Show every line of the material that follows in which the word "after" occurs.

### EXERCISE MATERIALS
# # # # #
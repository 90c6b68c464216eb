//! End-to-end queue workflows through the server registry

use crate::fixtures::{
    create_test_registry, RecordingRenderer, DUEL_SERVER, FULL_SERVER, TRIO_SERVER,
};
use inhouse_queue::engine::snapshot::Transition;
use inhouse_queue::engine::{spawn_renderer, ReadyCheckReply, ServerRegistry, StateChange};
use inhouse_queue::error::{BarReason, QueueError};
use inhouse_queue::ready_check::{CancelReason, ReadyResponse};
use inhouse_queue::types::{GameCancelReason, GameOutcome, GameStatus, Role, ServerId, Side};
use std::sync::Arc;
use std::time::Duration;
use tokio::sync::broadcast;

/// Collect every change published so far on `server_id`
///
/// A snapshot round-trip orders this after all earlier commands.
async fn drain(
    registry: &ServerRegistry,
    server_id: ServerId,
    events: &mut broadcast::Receiver<StateChange>,
) -> Vec<Transition> {
    registry.snapshot(server_id).await.unwrap();

    let mut transitions = Vec::new();
    while let Ok(change) = events.try_recv() {
        if change.server_id == server_id {
            transitions.push(change.transition);
        }
    }
    transitions
}

#[tokio::test]
async fn test_complete_duel_workflow() {
    let registry = create_test_registry();
    let mut events = registry.subscribe();

    // Step 1: top player queues, nothing to match yet
    registry.join(DUEL_SERVER, 1, Role::Top).await.unwrap();
    assert!(registry
        .snapshot(DUEL_SERVER)
        .await
        .unwrap()
        .ready_check
        .is_none());

    // Step 2: jungle player completes the role set
    registry.join(DUEL_SERVER, 2, Role::Jungle).await.unwrap();
    let snapshot = registry.snapshot(DUEL_SERVER).await.unwrap();
    let check = snapshot.ready_check.expect("ready check should be pending");
    assert_eq!(check.participants.len(), 2);
    assert!(check.remaining_seconds <= 60);

    // Step 3: both accept
    let reply = registry
        .respond(DUEL_SERVER, 1, ReadyResponse::Accept)
        .await
        .unwrap();
    assert_eq!(
        reply,
        ReadyCheckReply::Waiting {
            accepted: 1,
            total: 2
        }
    );

    let reply = registry
        .respond(DUEL_SERVER, 2, ReadyResponse::Accept)
        .await
        .unwrap();
    let ReadyCheckReply::GameCreated(game_id) = reply else {
        panic!("expected a game, got {:?}", reply);
    };

    // Step 4: game awaits a result and the queue is empty
    let snapshot = registry.snapshot(DUEL_SERVER).await.unwrap();
    assert!(snapshot.queue.is_empty());
    assert!(snapshot.ready_check.is_none());
    assert_eq!(snapshot.games_awaiting_result.len(), 1);
    assert_eq!(snapshot.games_awaiting_result[0].id, game_id);
    assert_eq!(
        snapshot.games_awaiting_result[0].status,
        GameStatus::AwaitingResult
    );

    let names: Vec<&str> = drain(&registry, DUEL_SERVER, &mut events)
        .await
        .iter()
        .map(Transition::name)
        .collect();
    assert_eq!(
        names,
        vec![
            "player_queued",
            "player_queued",
            "ready_check_started",
            "ready_check_answered",
            "game_created"
        ]
    );

    // Step 5: players in the game cannot queue until it is scored
    let error = registry
        .join(DUEL_SERVER, 1, Role::Top)
        .await
        .unwrap_err();
    assert_eq!(
        error,
        QueueError::PlayerBarred {
            player_id: 1,
            reason: BarReason::InGame(game_id)
        }
    );

    // Single-sided games are scored without rating changes
    let changes = registry
        .score_game(DUEL_SERVER, game_id, GameOutcome { winner: Side::Blue })
        .await
        .unwrap();
    assert!(changes.is_empty());

    registry.join(DUEL_SERVER, 1, Role::Top).await.unwrap();
    assert_eq!(registry.stats().games_scored, 1);
}

#[tokio::test]
async fn test_decline_frees_other_players() {
    let registry = create_test_registry();

    registry.join(DUEL_SERVER, 1, Role::Top).await.unwrap();
    registry.join(DUEL_SERVER, 2, Role::Jungle).await.unwrap();

    let reply = registry
        .respond(DUEL_SERVER, 1, ReadyResponse::Decline)
        .await
        .unwrap();
    assert_eq!(
        reply,
        ReadyCheckReply::Cancelled(CancelReason::Declined { player_id: 1 })
    );

    // B keeps its place, A is out of the queue but not barred
    let snapshot = registry.snapshot(DUEL_SERVER).await.unwrap();
    assert!(snapshot.ready_check.is_none());
    assert_eq!(snapshot.queued_for(Role::Jungle), vec![2]);
    assert!(snapshot.queued_for(Role::Top).is_empty());

    registry.join(DUEL_SERVER, 1, Role::Top).await.unwrap();
    let snapshot = registry.snapshot(DUEL_SERVER).await.unwrap();
    assert!(snapshot.ready_check.is_some());
}

#[tokio::test]
async fn test_duo_with_solo_forms_trio() {
    let registry = create_test_registry();

    registry
        .join_duo(TRIO_SERVER, (3, Role::Mid), (4, Role::Support))
        .await
        .unwrap();
    registry.join(TRIO_SERVER, 6, Role::Mid).await.unwrap();
    registry.join(TRIO_SERVER, 5, Role::Top).await.unwrap();

    let snapshot = registry.snapshot(TRIO_SERVER).await.unwrap();
    let check = snapshot.ready_check.expect("trio should be proposed");

    let mut players: Vec<_> = check.slots.iter().map(|s| (s.player_id, s.role)).collect();
    players.sort();
    assert_eq!(
        players,
        vec![(3, Role::Mid), (4, Role::Support), (5, Role::Top)]
    );
    // The unmatched mid player is untouched
    assert!(snapshot.queue.iter().any(|e| e.player_id == 6));
    assert!(snapshot.queue.iter().find(|e| e.player_id == 3).unwrap().duo == Some(4));
}

#[tokio::test]
async fn test_duo_with_same_roles_is_rejected() {
    let registry = create_test_registry();

    let error = registry
        .join_duo(TRIO_SERVER, (3, Role::Mid), (4, Role::Mid))
        .await
        .unwrap_err();
    assert_eq!(error, QueueError::SameRolesForDuo { role: Role::Mid });
    assert!(registry.snapshot(TRIO_SERVER).await.unwrap().queue.is_empty());
}

#[tokio::test]
async fn test_validation_errors_leave_state_unchanged() {
    let registry = create_test_registry();

    registry.join(DUEL_SERVER, 1, Role::Top).await.unwrap();
    let before = registry.snapshot(DUEL_SERVER).await.unwrap();

    assert_eq!(
        registry.join(DUEL_SERVER, 1, Role::Jungle).await.unwrap_err(),
        QueueError::AlreadyQueued { player_id: 1 }
    );
    assert!(matches!(
        registry
            .respond(DUEL_SERVER, 1, ReadyResponse::Accept)
            .await
            .unwrap_err(),
        QueueError::NoActiveCheck { .. }
    ));
    assert!(matches!(
        registry
            .score_game(
                DUEL_SERVER,
                inhouse_queue::utils::generate_game_id(),
                GameOutcome { winner: Side::Red }
            )
            .await
            .unwrap_err(),
        QueueError::UnknownGame { .. }
    ));

    let after = registry.snapshot(DUEL_SERVER).await.unwrap();
    assert_eq!(before.queue, after.queue);
    assert!(after.ready_check.is_none());
}

#[tokio::test]
async fn test_leave_during_ready_check_cancels_it() {
    let registry = create_test_registry();

    registry.join(DUEL_SERVER, 1, Role::Top).await.unwrap();
    registry.join(DUEL_SERVER, 2, Role::Jungle).await.unwrap();
    registry.join(DUEL_SERVER, 3, Role::Top).await.unwrap();

    assert!(registry.leave(DUEL_SERVER, 1).await.unwrap());

    // The next top player is matched with the remaining jungler
    let snapshot = registry.snapshot(DUEL_SERVER).await.unwrap();
    let check = snapshot.ready_check.expect("rematch expected");
    let mut players: Vec<_> = check.slots.iter().map(|s| s.player_id).collect();
    players.sort();
    assert_eq!(players, vec![2, 3]);
    assert!(!registry.leave(DUEL_SERVER, 1).await.unwrap());
}

#[tokio::test]
async fn test_reset_keeps_pending_ready_check() {
    let registry = create_test_registry();

    registry.join(DUEL_SERVER, 1, Role::Top).await.unwrap();
    registry.join(DUEL_SERVER, 2, Role::Jungle).await.unwrap();
    registry.join(DUEL_SERVER, 3, Role::Top).await.unwrap();

    assert_eq!(registry.reset_queue(DUEL_SERVER).await.unwrap(), 1);

    let snapshot = registry.snapshot(DUEL_SERVER).await.unwrap();
    assert!(snapshot.ready_check.is_some());
    assert!(!snapshot.queue.iter().any(|e| e.player_id == 3));

    registry
        .respond(DUEL_SERVER, 1, ReadyResponse::Accept)
        .await
        .unwrap();
    let reply = registry
        .respond(DUEL_SERVER, 2, ReadyResponse::Accept)
        .await
        .unwrap();
    assert!(matches!(reply, ReadyCheckReply::GameCreated(_)));
}

#[tokio::test(start_paused = true)]
async fn test_ready_check_times_out() {
    let registry = create_test_registry();

    registry.join(DUEL_SERVER, 1, Role::Top).await.unwrap();
    registry.join(DUEL_SERVER, 2, Role::Jungle).await.unwrap();
    registry
        .respond(DUEL_SERVER, 1, ReadyResponse::Accept)
        .await
        .unwrap();

    tokio::time::sleep(Duration::from_secs(59)).await;
    assert!(registry
        .snapshot(DUEL_SERVER)
        .await
        .unwrap()
        .ready_check
        .is_some());

    tokio::time::sleep(Duration::from_secs(2)).await;
    let snapshot = registry.snapshot(DUEL_SERVER).await.unwrap();
    assert!(snapshot.ready_check.is_none());
    // Only the player who never answered is dropped
    assert_eq!(snapshot.queued_for(Role::Top), vec![1]);
    assert!(snapshot.queued_for(Role::Jungle).is_empty());

    let stats = registry.stats();
    assert_eq!(stats.ready_checks_timed_out, 1);
    assert_eq!(stats.games_created, 0);
}

#[tokio::test]
async fn test_cancel_game_and_double_scoring() {
    let registry = create_test_registry();

    registry.join(DUEL_SERVER, 1, Role::Top).await.unwrap();
    registry.join(DUEL_SERVER, 2, Role::Jungle).await.unwrap();
    registry
        .respond(DUEL_SERVER, 1, ReadyResponse::Accept)
        .await
        .unwrap();
    let ReadyCheckReply::GameCreated(game_id) = registry
        .respond(DUEL_SERVER, 2, ReadyResponse::Accept)
        .await
        .unwrap()
    else {
        panic!("expected a game");
    };

    registry
        .cancel_game(DUEL_SERVER, game_id, GameCancelReason::PlayersAgreed)
        .await
        .unwrap();

    assert!(matches!(
        registry
            .score_game(DUEL_SERVER, game_id, GameOutcome { winner: Side::Blue })
            .await
            .unwrap_err(),
        QueueError::AlreadyScored { .. }
    ));

    let snapshot = registry.snapshot(DUEL_SERVER).await.unwrap();
    assert!(snapshot.games_awaiting_result.is_empty());
    assert_eq!(snapshot.recent_games.last().unwrap().status, GameStatus::Cancelled);

    // Cancelled games no longer bar their players
    registry.join(DUEL_SERVER, 1, Role::Top).await.unwrap();
}

#[tokio::test]
async fn test_five_versus_five_updates_ratings() {
    let registry = create_test_registry();

    let mut player_id = 100;
    for _ in 0..2 {
        for role in Role::ALL {
            player_id += 1;
            registry.join(FULL_SERVER, player_id, role).await.unwrap();
        }
    }

    let snapshot = registry.snapshot(FULL_SERVER).await.unwrap();
    let check = snapshot.ready_check.expect("ten players make a game");
    assert_eq!(check.slots.iter().filter(|s| s.side == Side::Blue).count(), 5);
    assert!(check.blue_expected_score.is_some());

    let mut game_id = None;
    for slot in &check.slots {
        if let ReadyCheckReply::GameCreated(id) = registry
            .respond(FULL_SERVER, slot.player_id, ReadyResponse::Accept)
            .await
            .unwrap()
        {
            game_id = Some(id);
        }
    }
    let game_id = game_id.expect("last accept creates the game");

    let changes = registry
        .score_game(FULL_SERVER, game_id, GameOutcome { winner: Side::Red })
        .await
        .unwrap();
    assert_eq!(changes.len(), 10);

    let red: Vec<_> = check
        .slots
        .iter()
        .filter(|s| s.side == Side::Red)
        .map(|s| s.player_id)
        .collect();
    for change in &changes {
        let won = red.contains(&change.player_id);
        assert_eq!(change.new_rating.rating > change.old_rating.rating, won);
    }
}

#[tokio::test]
async fn test_renderer_sees_every_transition() {
    let registry = create_test_registry();
    let renderer = Arc::new(RecordingRenderer::new());
    let bridge = spawn_renderer(renderer.clone(), registry.subscribe());

    registry.join(DUEL_SERVER, 1, Role::Top).await.unwrap();
    registry.join(DUEL_SERVER, 2, Role::Jungle).await.unwrap();
    registry.leave(DUEL_SERVER, 2).await.unwrap();
    registry.snapshot(DUEL_SERVER).await.unwrap();

    tokio::time::timeout(Duration::from_secs(5), async {
        while renderer.changes().len() < 4 {
            tokio::task::yield_now().await;
        }
    })
    .await
    .expect("renderer should catch up");

    assert_eq!(
        renderer.transition_names(),
        vec![
            "player_queued",
            "player_queued",
            "ready_check_started",
            "ready_check_cancelled"
        ]
    );
    assert_eq!(
        renderer.count(|t| matches!(
            t,
            Transition::ReadyCheckCancelled {
                reason: CancelReason::Left { player_id: 2 },
                ..
            }
        )),
        1
    );

    // Every change carries the server's snapshot after it was applied
    let last = renderer.changes().pop().unwrap();
    assert_eq!(last.snapshot.queued_for(Role::Top), vec![1]);

    bridge.abort();
}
# # # # #
### ANSWER SPACE
/// A snapshot round-trip orders this after all earlier commands.
    let after = registry.snapshot(DUEL_SERVER).await.unwrap();
    assert_eq!(before.queue, after.queue);
    assert!(after.ready_check.is_none());
    // Every change carries the server's snapshot after it was applied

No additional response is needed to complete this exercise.